TRY IT —
A single number is expected: the count of lines below where the word "KeepRunning" occurs.

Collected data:
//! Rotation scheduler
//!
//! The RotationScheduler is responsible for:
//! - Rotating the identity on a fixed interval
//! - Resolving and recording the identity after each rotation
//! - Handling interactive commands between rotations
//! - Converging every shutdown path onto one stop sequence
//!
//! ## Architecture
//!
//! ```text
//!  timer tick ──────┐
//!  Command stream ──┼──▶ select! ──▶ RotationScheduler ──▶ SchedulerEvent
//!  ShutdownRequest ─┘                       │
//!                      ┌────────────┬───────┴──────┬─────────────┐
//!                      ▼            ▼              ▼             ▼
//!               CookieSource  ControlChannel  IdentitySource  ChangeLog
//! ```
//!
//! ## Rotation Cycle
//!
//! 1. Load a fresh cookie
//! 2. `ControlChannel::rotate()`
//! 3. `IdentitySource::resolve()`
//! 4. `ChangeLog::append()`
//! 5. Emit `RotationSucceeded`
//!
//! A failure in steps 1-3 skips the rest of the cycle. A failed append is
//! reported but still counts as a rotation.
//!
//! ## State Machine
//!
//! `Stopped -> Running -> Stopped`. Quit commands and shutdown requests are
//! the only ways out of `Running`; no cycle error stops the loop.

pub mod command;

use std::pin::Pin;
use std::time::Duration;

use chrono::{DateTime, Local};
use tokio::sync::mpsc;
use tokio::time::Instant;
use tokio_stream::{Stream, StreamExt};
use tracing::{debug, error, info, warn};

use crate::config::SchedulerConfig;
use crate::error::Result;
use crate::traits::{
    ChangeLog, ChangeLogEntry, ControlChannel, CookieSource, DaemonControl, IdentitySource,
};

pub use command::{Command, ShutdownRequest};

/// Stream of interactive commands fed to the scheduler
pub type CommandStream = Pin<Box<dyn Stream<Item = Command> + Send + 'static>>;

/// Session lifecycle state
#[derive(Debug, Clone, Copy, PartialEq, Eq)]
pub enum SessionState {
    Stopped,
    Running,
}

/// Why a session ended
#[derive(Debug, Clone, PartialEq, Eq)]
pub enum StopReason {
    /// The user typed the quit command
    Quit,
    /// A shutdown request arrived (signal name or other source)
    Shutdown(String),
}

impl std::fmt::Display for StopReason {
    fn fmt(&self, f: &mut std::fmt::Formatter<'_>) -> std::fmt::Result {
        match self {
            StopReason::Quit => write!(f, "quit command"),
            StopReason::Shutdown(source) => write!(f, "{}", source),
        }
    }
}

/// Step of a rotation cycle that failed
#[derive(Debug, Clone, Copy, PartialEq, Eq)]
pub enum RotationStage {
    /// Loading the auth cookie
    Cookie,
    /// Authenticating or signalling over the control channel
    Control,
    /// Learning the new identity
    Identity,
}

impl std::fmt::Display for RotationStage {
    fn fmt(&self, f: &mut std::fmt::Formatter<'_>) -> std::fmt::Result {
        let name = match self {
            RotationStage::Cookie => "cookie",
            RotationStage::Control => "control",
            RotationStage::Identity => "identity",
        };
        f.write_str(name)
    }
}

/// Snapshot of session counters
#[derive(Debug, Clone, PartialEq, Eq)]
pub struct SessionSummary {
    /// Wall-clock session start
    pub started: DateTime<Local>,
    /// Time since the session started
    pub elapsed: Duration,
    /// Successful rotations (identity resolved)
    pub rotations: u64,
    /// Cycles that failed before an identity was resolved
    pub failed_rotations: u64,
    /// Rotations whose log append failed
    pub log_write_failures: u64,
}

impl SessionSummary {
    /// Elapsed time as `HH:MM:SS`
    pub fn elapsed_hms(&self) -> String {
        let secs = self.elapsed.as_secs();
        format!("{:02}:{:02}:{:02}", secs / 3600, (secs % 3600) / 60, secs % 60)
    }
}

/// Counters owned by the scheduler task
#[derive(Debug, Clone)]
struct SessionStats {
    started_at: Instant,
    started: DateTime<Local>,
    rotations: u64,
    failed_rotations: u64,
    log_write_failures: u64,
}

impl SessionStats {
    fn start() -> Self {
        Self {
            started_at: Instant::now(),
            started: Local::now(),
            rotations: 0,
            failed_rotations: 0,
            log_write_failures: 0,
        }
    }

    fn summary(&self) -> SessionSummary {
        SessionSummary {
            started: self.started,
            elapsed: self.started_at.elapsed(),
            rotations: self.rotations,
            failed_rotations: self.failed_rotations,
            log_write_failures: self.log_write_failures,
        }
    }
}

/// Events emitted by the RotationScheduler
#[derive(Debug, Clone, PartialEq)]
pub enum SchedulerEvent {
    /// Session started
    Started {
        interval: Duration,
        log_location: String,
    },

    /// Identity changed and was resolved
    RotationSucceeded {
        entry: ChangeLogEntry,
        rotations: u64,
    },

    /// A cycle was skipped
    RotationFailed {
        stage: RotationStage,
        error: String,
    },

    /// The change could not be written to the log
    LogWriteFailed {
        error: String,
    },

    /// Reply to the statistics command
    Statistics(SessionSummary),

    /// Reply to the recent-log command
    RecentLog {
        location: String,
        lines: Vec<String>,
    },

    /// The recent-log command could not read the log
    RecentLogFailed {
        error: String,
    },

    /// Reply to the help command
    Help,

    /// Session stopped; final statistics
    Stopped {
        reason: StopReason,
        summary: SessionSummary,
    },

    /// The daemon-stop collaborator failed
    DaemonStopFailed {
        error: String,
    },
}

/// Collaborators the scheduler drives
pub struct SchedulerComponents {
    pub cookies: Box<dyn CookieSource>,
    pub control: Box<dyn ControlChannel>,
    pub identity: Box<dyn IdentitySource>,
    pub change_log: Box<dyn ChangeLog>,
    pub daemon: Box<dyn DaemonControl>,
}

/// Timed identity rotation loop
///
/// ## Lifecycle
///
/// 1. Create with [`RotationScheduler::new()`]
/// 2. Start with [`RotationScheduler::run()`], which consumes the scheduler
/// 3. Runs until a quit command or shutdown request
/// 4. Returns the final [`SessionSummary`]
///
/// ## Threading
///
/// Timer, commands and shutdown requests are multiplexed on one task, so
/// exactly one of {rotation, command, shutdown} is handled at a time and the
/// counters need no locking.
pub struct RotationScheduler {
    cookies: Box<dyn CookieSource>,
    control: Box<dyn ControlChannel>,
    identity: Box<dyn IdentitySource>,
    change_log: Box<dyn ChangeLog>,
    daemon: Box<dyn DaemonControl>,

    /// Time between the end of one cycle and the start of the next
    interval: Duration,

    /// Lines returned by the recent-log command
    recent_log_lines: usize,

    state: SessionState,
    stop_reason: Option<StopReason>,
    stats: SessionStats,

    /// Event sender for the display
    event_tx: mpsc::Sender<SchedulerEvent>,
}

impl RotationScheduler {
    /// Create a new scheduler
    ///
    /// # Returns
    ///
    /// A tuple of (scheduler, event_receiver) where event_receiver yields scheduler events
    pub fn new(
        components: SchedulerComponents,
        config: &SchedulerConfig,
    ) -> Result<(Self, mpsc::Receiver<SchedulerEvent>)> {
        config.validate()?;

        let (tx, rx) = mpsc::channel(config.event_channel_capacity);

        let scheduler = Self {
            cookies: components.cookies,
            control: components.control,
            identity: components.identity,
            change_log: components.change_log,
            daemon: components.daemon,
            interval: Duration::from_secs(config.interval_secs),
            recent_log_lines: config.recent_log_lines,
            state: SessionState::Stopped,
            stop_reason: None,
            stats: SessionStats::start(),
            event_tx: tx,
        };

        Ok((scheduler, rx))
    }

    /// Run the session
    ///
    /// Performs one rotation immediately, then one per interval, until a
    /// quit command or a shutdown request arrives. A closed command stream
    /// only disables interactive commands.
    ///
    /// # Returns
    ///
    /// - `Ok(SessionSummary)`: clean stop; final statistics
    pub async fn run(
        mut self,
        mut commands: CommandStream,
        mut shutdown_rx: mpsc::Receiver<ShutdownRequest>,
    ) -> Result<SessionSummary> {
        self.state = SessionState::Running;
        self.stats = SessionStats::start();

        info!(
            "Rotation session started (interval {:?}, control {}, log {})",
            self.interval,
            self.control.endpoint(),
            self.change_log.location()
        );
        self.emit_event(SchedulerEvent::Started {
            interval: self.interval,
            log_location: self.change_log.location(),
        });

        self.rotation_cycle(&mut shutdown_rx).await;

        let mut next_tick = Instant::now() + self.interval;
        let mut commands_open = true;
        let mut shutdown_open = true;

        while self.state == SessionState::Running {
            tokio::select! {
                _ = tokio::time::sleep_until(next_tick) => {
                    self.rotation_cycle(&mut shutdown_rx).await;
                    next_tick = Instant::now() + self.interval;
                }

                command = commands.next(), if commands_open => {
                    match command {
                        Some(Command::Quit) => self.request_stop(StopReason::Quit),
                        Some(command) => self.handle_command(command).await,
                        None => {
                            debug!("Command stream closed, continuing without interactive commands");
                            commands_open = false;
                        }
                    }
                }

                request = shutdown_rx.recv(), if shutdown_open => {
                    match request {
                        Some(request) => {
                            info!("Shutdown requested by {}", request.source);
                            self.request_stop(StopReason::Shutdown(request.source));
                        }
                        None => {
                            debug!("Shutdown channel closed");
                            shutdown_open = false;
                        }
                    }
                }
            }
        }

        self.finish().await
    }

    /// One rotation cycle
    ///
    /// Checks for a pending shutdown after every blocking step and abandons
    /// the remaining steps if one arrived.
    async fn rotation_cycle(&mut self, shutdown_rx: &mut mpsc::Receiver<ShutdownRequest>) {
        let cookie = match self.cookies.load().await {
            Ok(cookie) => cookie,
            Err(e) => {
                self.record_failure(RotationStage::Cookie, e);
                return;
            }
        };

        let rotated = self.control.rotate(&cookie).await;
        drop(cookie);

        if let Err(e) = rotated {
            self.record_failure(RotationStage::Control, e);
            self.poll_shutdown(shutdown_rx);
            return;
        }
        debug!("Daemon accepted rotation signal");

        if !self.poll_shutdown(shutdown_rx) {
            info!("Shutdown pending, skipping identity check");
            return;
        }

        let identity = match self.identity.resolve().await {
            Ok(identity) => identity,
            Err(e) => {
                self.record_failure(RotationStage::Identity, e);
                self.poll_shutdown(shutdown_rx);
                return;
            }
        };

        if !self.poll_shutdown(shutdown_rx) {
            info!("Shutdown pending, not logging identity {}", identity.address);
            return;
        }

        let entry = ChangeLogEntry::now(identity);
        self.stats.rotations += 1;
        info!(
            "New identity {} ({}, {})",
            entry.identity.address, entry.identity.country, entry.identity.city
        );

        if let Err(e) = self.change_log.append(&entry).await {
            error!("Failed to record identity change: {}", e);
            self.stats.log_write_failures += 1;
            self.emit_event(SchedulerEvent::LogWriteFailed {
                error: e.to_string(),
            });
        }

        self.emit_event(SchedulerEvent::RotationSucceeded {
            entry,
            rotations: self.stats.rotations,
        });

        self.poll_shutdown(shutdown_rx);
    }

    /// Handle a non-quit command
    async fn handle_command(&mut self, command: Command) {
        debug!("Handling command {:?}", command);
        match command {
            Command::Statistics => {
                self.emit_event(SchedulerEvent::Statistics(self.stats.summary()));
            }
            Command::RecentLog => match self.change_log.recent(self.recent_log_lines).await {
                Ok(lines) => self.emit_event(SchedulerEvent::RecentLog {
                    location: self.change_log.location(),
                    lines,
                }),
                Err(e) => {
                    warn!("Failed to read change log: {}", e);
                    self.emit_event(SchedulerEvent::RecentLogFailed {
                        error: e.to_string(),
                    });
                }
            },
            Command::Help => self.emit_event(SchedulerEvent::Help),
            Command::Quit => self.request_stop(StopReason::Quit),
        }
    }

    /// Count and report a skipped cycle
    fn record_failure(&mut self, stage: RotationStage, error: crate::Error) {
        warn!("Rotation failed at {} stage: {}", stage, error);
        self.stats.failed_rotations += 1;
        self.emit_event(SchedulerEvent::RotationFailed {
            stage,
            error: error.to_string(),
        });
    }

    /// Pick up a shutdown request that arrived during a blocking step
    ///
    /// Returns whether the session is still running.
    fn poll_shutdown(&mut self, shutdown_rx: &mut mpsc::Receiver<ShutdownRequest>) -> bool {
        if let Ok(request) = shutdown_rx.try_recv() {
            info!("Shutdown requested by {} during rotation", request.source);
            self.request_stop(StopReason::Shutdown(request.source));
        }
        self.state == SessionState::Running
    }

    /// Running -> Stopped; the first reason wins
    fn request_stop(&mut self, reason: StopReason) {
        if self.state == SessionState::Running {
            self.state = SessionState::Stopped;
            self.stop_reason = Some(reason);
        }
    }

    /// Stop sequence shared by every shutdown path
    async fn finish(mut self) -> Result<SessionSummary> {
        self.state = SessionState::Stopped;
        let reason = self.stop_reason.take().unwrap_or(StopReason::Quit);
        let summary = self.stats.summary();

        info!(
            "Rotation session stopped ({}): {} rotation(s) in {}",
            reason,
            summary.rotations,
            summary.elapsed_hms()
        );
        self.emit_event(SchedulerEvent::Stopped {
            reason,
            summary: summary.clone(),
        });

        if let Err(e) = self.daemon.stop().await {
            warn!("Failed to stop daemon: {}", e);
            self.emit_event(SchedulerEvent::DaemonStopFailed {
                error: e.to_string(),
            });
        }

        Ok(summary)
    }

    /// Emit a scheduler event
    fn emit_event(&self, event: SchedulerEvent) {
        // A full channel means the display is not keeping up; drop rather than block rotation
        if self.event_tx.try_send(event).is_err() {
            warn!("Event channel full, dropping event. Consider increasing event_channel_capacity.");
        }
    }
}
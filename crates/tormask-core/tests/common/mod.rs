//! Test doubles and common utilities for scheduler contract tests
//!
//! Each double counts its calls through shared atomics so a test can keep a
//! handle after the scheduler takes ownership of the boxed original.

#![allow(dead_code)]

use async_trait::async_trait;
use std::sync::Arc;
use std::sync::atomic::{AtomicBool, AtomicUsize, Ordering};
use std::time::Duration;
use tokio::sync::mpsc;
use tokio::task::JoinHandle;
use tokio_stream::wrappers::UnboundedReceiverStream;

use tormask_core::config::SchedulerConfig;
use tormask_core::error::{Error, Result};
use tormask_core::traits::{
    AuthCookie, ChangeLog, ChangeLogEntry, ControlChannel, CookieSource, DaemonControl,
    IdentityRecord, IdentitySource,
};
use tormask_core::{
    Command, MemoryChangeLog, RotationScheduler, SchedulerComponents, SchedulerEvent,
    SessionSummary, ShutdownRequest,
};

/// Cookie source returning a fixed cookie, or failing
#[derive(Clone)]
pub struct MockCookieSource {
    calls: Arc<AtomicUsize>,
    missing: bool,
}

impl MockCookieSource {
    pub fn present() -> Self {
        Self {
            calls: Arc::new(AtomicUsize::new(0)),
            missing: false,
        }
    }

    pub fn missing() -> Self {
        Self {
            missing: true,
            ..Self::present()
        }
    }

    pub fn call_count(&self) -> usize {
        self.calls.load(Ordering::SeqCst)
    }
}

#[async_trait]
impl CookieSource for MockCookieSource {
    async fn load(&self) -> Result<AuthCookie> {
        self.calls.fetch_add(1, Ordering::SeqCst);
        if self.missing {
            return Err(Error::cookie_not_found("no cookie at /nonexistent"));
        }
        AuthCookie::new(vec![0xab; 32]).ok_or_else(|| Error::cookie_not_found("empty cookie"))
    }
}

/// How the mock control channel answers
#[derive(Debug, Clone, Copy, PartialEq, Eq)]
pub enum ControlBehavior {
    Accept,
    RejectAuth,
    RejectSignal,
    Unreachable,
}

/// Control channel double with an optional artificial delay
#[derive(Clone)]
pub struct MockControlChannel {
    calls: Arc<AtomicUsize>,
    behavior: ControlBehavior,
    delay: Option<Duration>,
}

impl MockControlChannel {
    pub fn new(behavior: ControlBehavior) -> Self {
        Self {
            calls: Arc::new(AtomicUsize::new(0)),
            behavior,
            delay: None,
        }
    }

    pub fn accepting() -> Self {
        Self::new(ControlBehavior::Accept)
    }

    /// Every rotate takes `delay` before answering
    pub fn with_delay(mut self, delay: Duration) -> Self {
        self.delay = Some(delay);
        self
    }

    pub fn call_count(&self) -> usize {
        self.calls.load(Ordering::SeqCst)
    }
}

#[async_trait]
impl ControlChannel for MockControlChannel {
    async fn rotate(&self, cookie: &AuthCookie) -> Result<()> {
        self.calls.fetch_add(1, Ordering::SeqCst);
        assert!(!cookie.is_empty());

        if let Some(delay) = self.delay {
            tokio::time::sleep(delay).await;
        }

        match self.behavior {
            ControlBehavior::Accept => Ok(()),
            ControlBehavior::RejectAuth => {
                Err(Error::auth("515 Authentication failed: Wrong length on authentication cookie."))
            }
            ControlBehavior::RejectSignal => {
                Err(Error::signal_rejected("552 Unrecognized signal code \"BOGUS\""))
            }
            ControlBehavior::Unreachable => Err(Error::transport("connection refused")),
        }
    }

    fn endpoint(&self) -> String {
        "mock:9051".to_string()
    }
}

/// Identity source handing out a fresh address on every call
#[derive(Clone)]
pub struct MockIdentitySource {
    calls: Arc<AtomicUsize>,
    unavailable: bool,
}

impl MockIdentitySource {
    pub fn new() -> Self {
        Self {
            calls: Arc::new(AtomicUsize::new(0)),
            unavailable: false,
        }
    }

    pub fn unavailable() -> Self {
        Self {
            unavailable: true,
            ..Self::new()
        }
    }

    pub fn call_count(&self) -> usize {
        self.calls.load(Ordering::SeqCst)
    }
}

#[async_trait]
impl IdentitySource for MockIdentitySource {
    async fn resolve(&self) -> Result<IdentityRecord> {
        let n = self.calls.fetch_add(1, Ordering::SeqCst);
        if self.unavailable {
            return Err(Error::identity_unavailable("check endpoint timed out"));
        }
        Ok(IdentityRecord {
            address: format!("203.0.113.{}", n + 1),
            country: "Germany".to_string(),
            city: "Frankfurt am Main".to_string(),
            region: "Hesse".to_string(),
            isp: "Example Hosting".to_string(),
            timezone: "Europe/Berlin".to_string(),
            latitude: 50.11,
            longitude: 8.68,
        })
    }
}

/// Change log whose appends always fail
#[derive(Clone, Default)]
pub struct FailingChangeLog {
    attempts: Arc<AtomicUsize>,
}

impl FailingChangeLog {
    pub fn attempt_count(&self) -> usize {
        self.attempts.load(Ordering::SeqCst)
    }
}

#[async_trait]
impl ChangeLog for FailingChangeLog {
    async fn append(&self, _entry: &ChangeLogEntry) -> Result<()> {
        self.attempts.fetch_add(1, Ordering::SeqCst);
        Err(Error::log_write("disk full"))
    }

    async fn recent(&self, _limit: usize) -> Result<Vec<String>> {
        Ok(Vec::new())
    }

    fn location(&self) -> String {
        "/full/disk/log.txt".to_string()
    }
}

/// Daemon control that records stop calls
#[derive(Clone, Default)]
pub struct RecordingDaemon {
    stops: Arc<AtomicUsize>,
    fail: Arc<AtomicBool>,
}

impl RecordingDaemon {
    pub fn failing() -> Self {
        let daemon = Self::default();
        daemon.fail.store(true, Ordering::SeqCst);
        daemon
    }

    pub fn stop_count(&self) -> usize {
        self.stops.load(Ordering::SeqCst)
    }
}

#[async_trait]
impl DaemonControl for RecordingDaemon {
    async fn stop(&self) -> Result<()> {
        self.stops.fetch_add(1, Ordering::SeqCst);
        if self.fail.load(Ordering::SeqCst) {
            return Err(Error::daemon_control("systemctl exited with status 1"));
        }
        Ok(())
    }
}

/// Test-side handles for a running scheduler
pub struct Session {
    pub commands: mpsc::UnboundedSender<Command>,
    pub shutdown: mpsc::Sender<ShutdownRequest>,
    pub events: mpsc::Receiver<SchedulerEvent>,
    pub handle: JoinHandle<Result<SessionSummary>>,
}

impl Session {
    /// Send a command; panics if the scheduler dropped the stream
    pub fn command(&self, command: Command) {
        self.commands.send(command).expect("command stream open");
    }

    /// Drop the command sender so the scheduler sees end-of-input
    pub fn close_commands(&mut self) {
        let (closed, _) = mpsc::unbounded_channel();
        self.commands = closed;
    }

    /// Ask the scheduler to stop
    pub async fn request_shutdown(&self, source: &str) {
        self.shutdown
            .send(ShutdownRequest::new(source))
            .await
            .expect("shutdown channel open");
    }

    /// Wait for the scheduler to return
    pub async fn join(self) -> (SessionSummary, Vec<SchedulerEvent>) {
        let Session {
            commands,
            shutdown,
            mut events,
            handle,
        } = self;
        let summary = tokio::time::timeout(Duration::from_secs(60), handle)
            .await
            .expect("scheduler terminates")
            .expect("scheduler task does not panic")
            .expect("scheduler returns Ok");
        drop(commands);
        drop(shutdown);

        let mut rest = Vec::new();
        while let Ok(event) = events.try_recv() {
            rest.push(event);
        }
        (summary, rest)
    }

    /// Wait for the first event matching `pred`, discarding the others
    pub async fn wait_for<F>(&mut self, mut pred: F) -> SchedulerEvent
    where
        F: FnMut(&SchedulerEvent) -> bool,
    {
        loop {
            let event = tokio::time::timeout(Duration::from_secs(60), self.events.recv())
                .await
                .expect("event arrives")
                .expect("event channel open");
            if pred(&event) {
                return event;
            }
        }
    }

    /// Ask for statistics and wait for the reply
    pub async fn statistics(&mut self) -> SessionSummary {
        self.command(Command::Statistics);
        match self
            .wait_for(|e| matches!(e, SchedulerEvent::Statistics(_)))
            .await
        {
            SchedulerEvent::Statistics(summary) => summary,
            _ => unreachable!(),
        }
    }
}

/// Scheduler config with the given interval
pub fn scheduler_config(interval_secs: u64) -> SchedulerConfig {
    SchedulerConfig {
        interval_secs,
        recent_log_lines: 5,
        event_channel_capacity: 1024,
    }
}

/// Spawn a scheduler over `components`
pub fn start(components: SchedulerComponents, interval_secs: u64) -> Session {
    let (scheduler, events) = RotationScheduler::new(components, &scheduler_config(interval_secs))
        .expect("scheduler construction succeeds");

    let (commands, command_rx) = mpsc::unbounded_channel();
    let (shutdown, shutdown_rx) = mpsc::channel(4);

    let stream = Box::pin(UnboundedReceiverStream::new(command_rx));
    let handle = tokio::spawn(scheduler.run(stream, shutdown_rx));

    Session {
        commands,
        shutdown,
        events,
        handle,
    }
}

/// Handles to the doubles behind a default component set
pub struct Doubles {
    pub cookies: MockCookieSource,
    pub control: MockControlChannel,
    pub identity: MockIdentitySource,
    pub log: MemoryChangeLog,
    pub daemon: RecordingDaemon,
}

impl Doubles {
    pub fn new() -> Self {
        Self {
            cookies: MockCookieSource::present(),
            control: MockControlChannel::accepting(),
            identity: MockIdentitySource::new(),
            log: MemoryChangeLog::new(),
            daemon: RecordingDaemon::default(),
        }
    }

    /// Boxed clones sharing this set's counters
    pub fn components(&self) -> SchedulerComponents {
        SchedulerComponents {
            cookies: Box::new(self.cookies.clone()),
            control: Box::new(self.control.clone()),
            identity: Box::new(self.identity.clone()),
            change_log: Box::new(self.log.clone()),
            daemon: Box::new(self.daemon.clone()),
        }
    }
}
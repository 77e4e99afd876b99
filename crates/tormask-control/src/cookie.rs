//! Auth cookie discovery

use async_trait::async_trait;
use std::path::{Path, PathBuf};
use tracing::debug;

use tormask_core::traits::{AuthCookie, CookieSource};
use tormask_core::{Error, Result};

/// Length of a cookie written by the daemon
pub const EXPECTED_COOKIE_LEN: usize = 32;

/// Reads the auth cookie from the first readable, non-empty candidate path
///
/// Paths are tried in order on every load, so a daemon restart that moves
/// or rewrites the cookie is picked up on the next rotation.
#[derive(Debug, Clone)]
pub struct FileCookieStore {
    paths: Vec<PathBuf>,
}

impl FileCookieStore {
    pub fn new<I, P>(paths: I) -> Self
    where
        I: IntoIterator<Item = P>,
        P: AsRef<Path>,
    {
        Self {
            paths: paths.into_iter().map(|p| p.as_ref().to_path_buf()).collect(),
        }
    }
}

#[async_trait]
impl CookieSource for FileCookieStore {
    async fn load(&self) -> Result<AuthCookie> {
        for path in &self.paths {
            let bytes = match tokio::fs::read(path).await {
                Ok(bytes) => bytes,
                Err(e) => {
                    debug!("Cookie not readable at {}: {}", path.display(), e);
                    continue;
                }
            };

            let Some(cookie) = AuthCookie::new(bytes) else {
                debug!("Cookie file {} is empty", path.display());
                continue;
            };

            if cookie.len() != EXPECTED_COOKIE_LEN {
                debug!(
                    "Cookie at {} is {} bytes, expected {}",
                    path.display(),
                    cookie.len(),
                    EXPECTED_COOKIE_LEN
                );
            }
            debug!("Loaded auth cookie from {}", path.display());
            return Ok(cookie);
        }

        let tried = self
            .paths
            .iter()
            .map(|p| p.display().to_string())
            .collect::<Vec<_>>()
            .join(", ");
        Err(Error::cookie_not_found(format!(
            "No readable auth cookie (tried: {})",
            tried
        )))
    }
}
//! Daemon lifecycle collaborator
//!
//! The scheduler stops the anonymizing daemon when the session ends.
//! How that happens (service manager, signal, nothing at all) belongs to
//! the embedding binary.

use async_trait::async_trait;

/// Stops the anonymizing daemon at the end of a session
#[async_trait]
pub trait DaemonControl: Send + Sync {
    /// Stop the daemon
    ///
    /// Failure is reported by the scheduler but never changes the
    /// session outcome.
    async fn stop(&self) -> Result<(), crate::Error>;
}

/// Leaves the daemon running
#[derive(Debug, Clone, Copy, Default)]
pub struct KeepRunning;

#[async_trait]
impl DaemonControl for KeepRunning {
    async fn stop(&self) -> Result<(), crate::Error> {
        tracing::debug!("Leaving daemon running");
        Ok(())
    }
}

RESULT OF THE TASK —
2